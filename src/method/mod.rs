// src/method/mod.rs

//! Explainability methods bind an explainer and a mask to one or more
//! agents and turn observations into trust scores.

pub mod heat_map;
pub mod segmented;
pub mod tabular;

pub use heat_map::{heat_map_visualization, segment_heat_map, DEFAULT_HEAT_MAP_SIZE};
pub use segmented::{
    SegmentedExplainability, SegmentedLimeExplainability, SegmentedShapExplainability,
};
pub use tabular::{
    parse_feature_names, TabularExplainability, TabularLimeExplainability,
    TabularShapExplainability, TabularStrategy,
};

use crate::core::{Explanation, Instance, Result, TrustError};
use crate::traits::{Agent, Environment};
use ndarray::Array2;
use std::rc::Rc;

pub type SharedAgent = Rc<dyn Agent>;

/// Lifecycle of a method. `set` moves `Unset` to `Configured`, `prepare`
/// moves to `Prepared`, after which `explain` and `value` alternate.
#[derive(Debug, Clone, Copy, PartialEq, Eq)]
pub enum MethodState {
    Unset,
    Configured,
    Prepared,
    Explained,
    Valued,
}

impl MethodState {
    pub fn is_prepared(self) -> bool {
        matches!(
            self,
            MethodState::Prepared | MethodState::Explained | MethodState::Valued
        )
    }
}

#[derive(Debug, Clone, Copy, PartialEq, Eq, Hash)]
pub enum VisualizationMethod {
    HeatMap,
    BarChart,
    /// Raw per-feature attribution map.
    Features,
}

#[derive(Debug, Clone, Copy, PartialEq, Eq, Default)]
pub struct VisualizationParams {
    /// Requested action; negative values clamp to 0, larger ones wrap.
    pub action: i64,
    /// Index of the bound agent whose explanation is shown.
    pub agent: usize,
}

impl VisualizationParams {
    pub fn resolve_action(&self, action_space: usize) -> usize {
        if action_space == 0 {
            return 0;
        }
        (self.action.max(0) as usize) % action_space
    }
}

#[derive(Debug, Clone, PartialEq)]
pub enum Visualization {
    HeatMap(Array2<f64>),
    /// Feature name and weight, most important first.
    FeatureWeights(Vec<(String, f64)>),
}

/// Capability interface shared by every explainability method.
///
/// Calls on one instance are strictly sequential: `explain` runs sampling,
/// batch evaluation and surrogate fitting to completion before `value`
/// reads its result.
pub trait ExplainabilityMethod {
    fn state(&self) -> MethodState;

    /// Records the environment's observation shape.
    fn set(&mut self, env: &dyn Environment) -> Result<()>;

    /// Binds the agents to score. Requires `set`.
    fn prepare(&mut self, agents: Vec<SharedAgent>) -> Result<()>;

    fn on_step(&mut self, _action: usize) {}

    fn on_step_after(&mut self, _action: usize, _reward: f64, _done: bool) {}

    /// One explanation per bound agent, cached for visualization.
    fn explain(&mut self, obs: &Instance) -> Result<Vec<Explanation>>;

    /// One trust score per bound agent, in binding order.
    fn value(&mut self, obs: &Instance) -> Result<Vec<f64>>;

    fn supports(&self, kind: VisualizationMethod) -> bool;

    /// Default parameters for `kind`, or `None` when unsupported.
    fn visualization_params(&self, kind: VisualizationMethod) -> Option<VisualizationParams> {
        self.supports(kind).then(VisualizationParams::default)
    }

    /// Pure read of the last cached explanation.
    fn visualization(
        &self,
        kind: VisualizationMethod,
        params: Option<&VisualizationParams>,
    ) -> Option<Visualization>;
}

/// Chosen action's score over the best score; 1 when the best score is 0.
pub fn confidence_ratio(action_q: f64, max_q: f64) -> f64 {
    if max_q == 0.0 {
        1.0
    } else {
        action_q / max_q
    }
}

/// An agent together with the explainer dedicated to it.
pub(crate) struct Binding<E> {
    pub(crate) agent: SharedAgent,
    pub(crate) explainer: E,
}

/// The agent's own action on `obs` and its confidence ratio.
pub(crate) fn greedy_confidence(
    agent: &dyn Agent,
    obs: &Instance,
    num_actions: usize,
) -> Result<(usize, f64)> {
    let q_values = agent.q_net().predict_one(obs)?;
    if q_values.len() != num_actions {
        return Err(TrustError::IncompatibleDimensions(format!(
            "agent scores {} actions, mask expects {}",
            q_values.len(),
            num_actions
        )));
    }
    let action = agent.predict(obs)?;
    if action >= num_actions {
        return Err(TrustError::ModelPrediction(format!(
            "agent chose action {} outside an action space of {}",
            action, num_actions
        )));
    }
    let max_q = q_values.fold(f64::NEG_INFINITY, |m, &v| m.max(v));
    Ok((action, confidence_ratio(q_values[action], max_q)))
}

════════

- _Problem_
Among the lines of the data, some may contain the string "explainer"; report how many, and nothing more.

- _Result_
3